Black holes can have “hair”. Is Einstein wrong?

A recent study by American physicists on extreme black holes could disprove the famous no hair theorem

According to Einstein’s general theory of relativity, black holes have only three observable properties: mass, spin (angular momentum) and charge… Additional characteristics, or, as physicists call them, “hair”, do not exist.

To explain the idea, imagine identical twins. They have the same genotype, they are genetic copies, but even such twins will differ in many things: from temperament to hair style. Black holes, according to Albert Einstein’s theory of gravity, can have only three characteristics: mass, spin and charge. If these values ​​are the same for any two black holes, then they are identical, it will be impossible to distinguish one from the other. Black holes have no hair.

“According to classical general relativity, such black holes would be absolutely identical,” notes Paul Chesler, a theoretical physicist from Harvard University.

However, scientists are wondering if the no-hair theorem is true. In 2012 mathematician Stefanos Aretakis, then at Cambridge University and now at the University of Toronto, suggested that some black holes may have instabilities (instabilities) on the event horizon.

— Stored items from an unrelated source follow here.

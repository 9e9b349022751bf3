// Errors for bundle loading, model configuration, and generation.

use std::path::PathBuf;
use thiserror::Error;

#[derive(Debug, Error)]
pub enum ModelError {
    #[error("failed to read bundle {path}: {source}")]
    BundleIo {
        path: PathBuf,
        source: std::io::Error,
    },

    #[error("malformed bundle {path}: {source}")]
    BundleFormat {
        path: PathBuf,
        source: serde_json::Error,
    },

    #[error("no model configuration for generator id '{0}'")]
    UnknownGeneratorId(String),

    #[error("invalid checkpoint: {0}")]
    InvalidCheckpoint(String),

    #[error(transparent)]
    HParams(#[from] HParamsError),

    #[error("invalid generator options: {0}")]
    InvalidOptions(String),
}

#[derive(Debug, Clone, PartialEq, Error)]
pub enum HParamsError {
    #[error("malformed hparams entry '{0}', expected name=value")]
    Malformed(String),

    #[error("unknown hparam '{0}'")]
    UnknownName(String),

    #[error("could not parse '{value}' for hparam '{name}' as {expected}")]
    TypeMismatch {
        name: String,
        value: String,
        expected: &'static str,
    },
}

pub type Result<T> = std::result::Result<T, ModelError>;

Instabilities would give some parts of the black hole’s horizon a stronger gravitational pull than others. It turns out that in this case even identical black holes will be distinguishable

However, the Aretakis equations showed that this is possible only for the so-called extreme black holes – those that have the maximum possible value for mass, spin or charge. And, according to Chesler, such black holes cannot exist in nature.

But let’s say there is an almost extreme black hole that approaches the maximum values, but does not reach them. Such a black hole could exist, at least in theory. Would that disprove the no hair theorem?

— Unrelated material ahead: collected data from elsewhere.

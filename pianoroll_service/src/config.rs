// Service configuration.
//
// Everything that was process-global in earlier deployments lives here:
// bundle location, output directory, search width, tempo, and step count,
// plus the listener settings. The struct is built once in `main.rs`
// (defaults, then an optional JSON file, then CLI flags), validated, and then
// shared read-only through `ServiceContext`.
//
// Every field has a default so a config file only needs the keys it changes.

use crate::error::{Result, ServiceError};
use crate::logging::log_directive;
use crate::primer::resolve_qpm;
use pianoroll_model::expand_home;
use serde::{Deserialize, Serialize};
use std::path::{Path, PathBuf};

#[derive(Debug, Clone, PartialEq, Serialize, Deserialize)]
#[serde(default)]
pub struct ServiceConfig {
    /// Model bundle to load at startup.
    pub bundle_file: PathBuf,
    /// Directory generated MIDI files are written to. Created on demand.
    pub output_dir: PathBuf,
    /// Generator runs per request. Only the last file is returned.
    pub num_outputs: u32,
    /// Total length of the result, in model steps, counted from time zero.
    pub num_steps: u32,
    /// Primer tempo. Unset (or zero) means 60 qpm.
    pub qpm: Option<f64>,
    pub beam_size: u32,
    pub branch_factor: u32,
    /// Log verbosity: DEBUG, INFO, WARN, ERROR, or FATAL.
    pub log: String,
    /// Comma-separated `name=value` hyperparameter overrides.
    pub hparams: String,
    pub host: String,
    pub port: u16,
    /// Requests handled concurrently, one generation per thread.
    pub worker_threads: usize,
    /// Seed for the generator's RNG. Unset draws from the OS.
    pub seed: Option<u64>,
}

impl Default for ServiceConfig {
    fn default() -> Self {
        ServiceConfig {
            bundle_file: PathBuf::from("pretrained/pianoroll_rnn_nade.mag"),
            output_dir: PathBuf::from("/tmp/pianoroll_rnn_nade/generated"),
            num_outputs: 1,
            num_steps: 128,
            qpm: None,
            beam_size: 1,
            branch_factor: 1,
            log: "INFO".into(),
            hparams: String::new(),
            host: "0.0.0.0".into(),
            port: 5000,
            worker_threads: 4,
            seed: None,
        }
    }
}

impl ServiceConfig {
    /// Read a JSON config file. Missing keys take their defaults.
    pub fn load(path: &Path) -> Result<Self> {
        let data = std::fs::read_to_string(path).map_err(|source| ServiceError::ConfigIo {
            path: path.to_path_buf(),
            source,
        })?;
        serde_json::from_str(&data).map_err(|source| ServiceError::ConfigFormat {
            path: path.to_path_buf(),
            source,
        })
    }

    pub fn validate(&self) -> Result<()> {
        if self.num_outputs == 0 {
            return Err(ServiceError::Config("num_outputs must be at least 1".into()));
        }
        if self.beam_size == 0 {
            return Err(ServiceError::Config("beam_size must be at least 1".into()));
        }
        if self.branch_factor == 0 {
            return Err(ServiceError::Config("branch_factor must be at least 1".into()));
        }
        if let Some(qpm) = self.qpm.filter(|q| !q.is_finite() || *q < 0.0) {
            return Err(ServiceError::Config(format!(
                "qpm must be zero (unset) or a positive finite number, got {qpm}"
            )));
        }
        if self.worker_threads == 0 {
            return Err(ServiceError::Config(
                "worker_threads must be at least 1".into(),
            ));
        }
        if log_directive(&self.log).is_none() {
            return Err(ServiceError::Config(format!(
                "unknown log level '{}'",
                self.log
            )));
        }
        Ok(())
    }

    /// Primer tempo with the 60 qpm fallback applied.
    pub fn effective_qpm(&self) -> f64 {
        resolve_qpm(self.qpm)
    }

    /// `output_dir` with a leading `~` expanded.
    pub fn resolved_output_dir(&self) -> PathBuf {
        expand_home(&self.output_dir)
    }
}

#[cfg(test)]
mod tests {
    use super::*;

    #[test]
    fn defaults_match_stock_deployment() {
        let config = ServiceConfig::default();
        assert_eq!(config.num_outputs, 1);
        assert_eq!(config.num_steps, 128);
        assert_eq!(config.qpm, None);
        assert_eq!(config.effective_qpm(), 60.0);
        assert_eq!((config.beam_size, config.branch_factor), (1, 1));
        assert_eq!(config.log, "INFO");
        assert!(config.validate().is_ok());
    }

    #[test]
    fn zero_qpm_falls_back_to_sixty() {
        let config = ServiceConfig {
            qpm: Some(0.0),
            ..Default::default()
        };
        assert!(config.validate().is_ok());
        assert_eq!(config.effective_qpm(), 60.0);

        let config = ServiceConfig {
            qpm: Some(90.0),
            ..Default::default()
        };
        assert_eq!(config.effective_qpm(), 90.0);
    }

    #[test]
    fn partial_json_fills_defaults() {
        let config: ServiceConfig =
            serde_json::from_str(r#"{"num_steps": 64, "qpm": 120.0, "port": 8080}"#).unwrap();
        assert_eq!(config.num_steps, 64);
        assert_eq!(config.qpm, Some(120.0));
        assert_eq!(config.port, 8080);
        assert_eq!(config.beam_size, 1);
        assert_eq!(
            config.bundle_file,
            PathBuf::from("pretrained/pianoroll_rnn_nade.mag")
        );
    }

    #[test]
    fn load_reports_missing_and_malformed_files() {
        assert!(matches!(
            ServiceConfig::load(Path::new("/nonexistent/service.json")),
            Err(ServiceError::ConfigIo { .. })
        ));

        let path = std::env::temp_dir().join(format!(
            "pianoroll_service_config_{}.json",
            std::process::id()
        ));
        std::fs::write(&path, "{ not json").unwrap();
        assert!(matches!(
            ServiceConfig::load(&path),
            Err(ServiceError::ConfigFormat { .. })
        ));
        std::fs::write(&path, r#"{"beam_size": 3}"#).unwrap();
        assert_eq!(ServiceConfig::load(&path).unwrap().beam_size, 3);
        std::fs::remove_file(&path).ok();
    }

    #[test]
    fn validate_rejects_bad_values() {
        let bad = [
            ServiceConfig {
                num_outputs: 0,
                ..Default::default()
            },
            ServiceConfig {
                beam_size: 0,
                ..Default::default()
            },
            ServiceConfig {
                branch_factor: 0,
                ..Default::default()
            },
            ServiceConfig {
                qpm: Some(-1.0),
                ..Default::default()
            },
            ServiceConfig {
                qpm: Some(f64::NAN),
                ..Default::default()
            },
            ServiceConfig {
                worker_threads: 0,
                ..Default::default()
            },
            ServiceConfig {
                log: "CHATTY".into(),
                ..Default::default()
            },
        ];
        for config in bad {
            assert!(
                matches!(config.validate(), Err(ServiceError::Config(_))),
                "{config:?} should be rejected"
            );
        }
    }

    #[test]
    fn bad_qpm_message_mentions_zero_as_unset() {
        let config = ServiceConfig {
            qpm: Some(-4.0),
            ..Default::default()
        };
        let message = config.validate().unwrap_err().to_string();
        assert!(
            message.contains("qpm must be zero (unset) or a positive finite number"),
            "{message}"
        );
    }
}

IN reportpublished in late January shows that this is possible.

Moreover, terrestrial gravitational wave detectors can pick up such hair.

“Aretakis suggested that there is some information that remains on the horizon,” commented Gaurav Hanna, a physicist at the University of Massachusetts and the University of Rhode Island, one of the co-authors of the study.

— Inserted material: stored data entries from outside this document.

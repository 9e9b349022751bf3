// The generator seam.
//
// Request handling depends only on this trait. A generator is built once at
// startup and shared by every worker thread, so implementations must be
// `Send + Sync` and keep any mutable state (e.g. an RNG) behind their own
// synchronization.

use crate::bundle::GeneratorDetails;
use crate::error::Result;
use crate::options::GeneratorOptions;
use pianoroll_sequence::NoteSequence;

pub trait SequenceGenerator: Send + Sync {
    fn details(&self) -> &GeneratorDetails;

    /// Model time resolution, in steps per quarter note.
    fn steps_per_quarter(&self) -> u32;

    /// Extend `primer` over the span named in `options`. The returned sequence
    /// includes the primer's notes.
    fn generate(&self, primer: &NoteSequence, options: &GeneratorOptions) -> Result<NoteSequence>;
}
// Endpoint behavior for `GET /api/v0/generate`, independent of the HTTP
// library.
//
// Outcomes:
// - an output file that was read back: `EndpointResponse::File` with the
//   bytes this request wrote and the final path segment as the download name;
// - no file, or a failed read-back: `EndpointResponse::NotFound`, served as
//   400 with a fixed JSON body;
// - any pipeline error (malformed primer, generator or encoder failure):
//   `Err`, which the server reports as an unhandled 500.

use crate::context::ServiceContext;
use crate::error::Result;
use crate::invoke::GeneratedFile;
use serde::{Deserialize, Serialize};
use std::path::Path;
use tracing::debug;

pub const NOT_FOUND_STATUS: u16 = 400;
pub const NOT_FOUND_MESSAGE: &str = "File not found";

/// JSON body of the "File not found" response.
#[derive(Debug, Clone, PartialEq, Eq, Serialize, Deserialize)]
pub struct ErrorBody {
    pub status: u16,
    pub message: String,
}

impl ErrorBody {
    pub fn not_found() -> Self {
        ErrorBody {
            status: NOT_FOUND_STATUS,
            message: NOT_FOUND_MESSAGE.to_string(),
        }
    }
}

#[derive(Debug, Clone, PartialEq, Eq)]
pub enum EndpointResponse {
    File { filename: String, body: Vec<u8> },
    NotFound,
}

pub fn handle_generate(ctx: &ServiceContext, primer: Option<&str>) -> Result<EndpointResponse> {
    debug!(primer = ?primer, "generate request");
    Ok(match ctx.generate_from_primer(primer)? {
        Some(GeneratedFile {
            path,
            contents: Some(body),
        }) => EndpointResponse::File {
            filename: download_name(&path),
            body,
        },
        _ => EndpointResponse::NotFound,
    })
}

/// Final path segment, splitting on both `/` and `\`.
pub fn download_name(path: &Path) -> String {
    let text = path.to_string_lossy();
    text.rsplit(['/', '\\']).next().unwrap_or_default().to_string()
}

Scientists speculate that evidence of black hole formation or later event horizon disturbances (such as material falling into a black hole) may create gravitational instability at or near the near-extreme black hole’s event horizon.

“We assume that the gravitational signal that we detect will be very different from ordinary black holes, which are not extreme,” says Hanna.

If black holes have hair, then some information about their past is stored, and this will also affect the famous black hole information paradoxwhich was formulated by Stephen Hawking, as noted Leah Medeiros, an astrophysicist at the Institute for Advanced Study at Princeton.

This paradox reveals a fundamental conflict between general relativity and quantum mechanics, the two pillars of 20th century physics.

If we refute one of the conditions of the information paradox, we can solve the paradox itself. One of the conditions is the no hair theorem.

The implications of this discovery will be significant. “If we can prove that the real spacetime of a black hole outside the black hole is different from what we expect to see, then I think it will make a really huge difference to general relativity,” said Medeiros, co-author of the October report, which focuses on whether the observed geometry of black holes matches the assumptions.

However, perhaps the most exciting part of the study is that it opens a way for how to integrate black hole observations and fundamental physics. Finding hairs on black holes in perhaps the most extreme astrophysical laboratories in the universe could allow ideas such as string theory and quantum gravity to be explored in ways that have never been possible before.

It turns out that Einstein’s equations are so complex that we discover new properties every year.

Paul Chesler

“One of the big problems with string theory and quantum gravity is that these assumptions are difficult to test,” Medeiros says, “so if we have something that can be verified even remotely, it’s amazing.”

However, there are also serious obstacles. There is no certainty about the existence of nearly extreme black holes. According to Chesler, the best models at the moment tend to form black holes that are 30% different from extreme values. And even if near-extreme holes do exist, it’s not entirely clear if gravitational wave detectors are sensitive enough to detect instability in hair.

Moreover, hair is assumed to be extremely fleeting, lasting a fraction of a second.

But the report itself looks solid. “I don’t think anyone in the community doubts that,” Chesler said.

The next step is to see what signals we will detect using gravitational wave detectors: we are currently working with LIGO and Virgo, but new tools are being launched, for example, LISA, joint experiment of the European Space Agency and NASA on the study of gravitational waves.

“Now we should rely on their work and really calculate what the frequency of gravitational radiation will be. It is important to understand how we can measure and identify it, ”notes Helvi Vitek, astrophysicist at the University of Illinois, Urbana-Champaign.

Although the chances of finding hair are not so great, such a discovery would cast doubt on Einstein’s theory of general relativity and prove the existence of near-extreme black holes.

“We would like to know if nature allows such a beast to exist,” says Hannah.